Vingt ans après la loi de février 2005 pour l’égalité des droits et des chances, la participation et la citoyenneté des personnes handicapées, un rapport sénatorial publié ce jeudi 3 juillet fait le constat d’un «faux départ» de la politique du handicap dans les territoires d’outre-mer et de grands retards par rapport à l’Hexagone. L’étude menée par les sénatrices Audrey Bélim (groupe socialiste, écologiste et républicain), Annick Pétrus (Les Républicains) et le sénateur Akli Mellouli (groupe écologiste-solidarité et Territoires) vient compléter le bilan de la loi de 2005 du groupe d’études «handicap» de la commission des affaires sociales du Sénat. En effet, la part de personnes en situation de handicap est largement supérieure dans les départements et régions d’outre-mer (Drom), que dans l’Hexagone.

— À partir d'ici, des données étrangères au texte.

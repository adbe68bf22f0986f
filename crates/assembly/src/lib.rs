//! # modkit Assembly
//!
//! The declarative assembly engine: walks a configuration document
//! (modules, features, plugins, initializers), evaluates flag gates and
//! `${boot.*}` placeholders, and drives the modkit-core config builders
//! into a finished [`AppConfig`](modkit_core::AppConfig).
//!
//! The document model is serde-based and format-agnostic; the engine is
//! single-threaded and fail-fast. Type references resolve through explicit
//! registries, never through runtime reflection.

pub mod bundle;
pub mod document;
pub mod engine;
pub mod flags;
pub mod properties;

// Re-export key types at crate root for ergonomics
pub use bundle::{BundleRegistry, FeatureBundle, TypeRefRegistry};
pub use document::{
    BootSection, DocumentConfig, EntryDecl, ModuleEntry, ModuleSection, NodeSection, ParamMap,
};
pub use engine::AssemblyEngine;
pub use flags::{ACTIVE_FLAGS_PROPERTY, ActiveFlags, FLAGS_KEY};
pub use properties::BootProperties;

Selon une fiche de la direction de recherche des études, de l’évaluation et des statistiques publiée en 2024, «8% des jeunes de 15 à 24 ans et 12% des personnes de 25 à 64 ans qui vivent [dans les Drom] sont handicapés, contre respectivement 5% et 10% en France métropolitaine». Selon les parlementaires, cela s’expliquerait en partie en raison de facteurs environnementaux et sanitaires propres aux territoires ultramarins comme la pollution au mercure liée à l’orpaillage ou encore l’alcoolisation fœtale. Toutefois la situation varie en fonction des territoires. Ainsi, quand 4% des enfants âgés de 5 à 14 ans en Hexagone sont concernés par un handicap, ce taux est de 6% en Guadeloupe, Martinique et à la Réunion, et atteint 21% à Mayotte.
«Invisibilisation des besoins»
Ces chiffres, cités dans le rapport sénatorial, datent cependant de 2021 et ne comprennent pas les collectivités d’outre-mer. Mais ces données, lacunaires, restent essentielles au regard de la quasi-absence d’études sur le sujet. Micheline Jacques, présidente de la délégation sénatoriale aux outre-mer, à l’initiative du rapport, estime que la rareté des travaux sur le sujet contribue à «l’invisibilisation des besoins» des Français ultramarins en situation de handicap.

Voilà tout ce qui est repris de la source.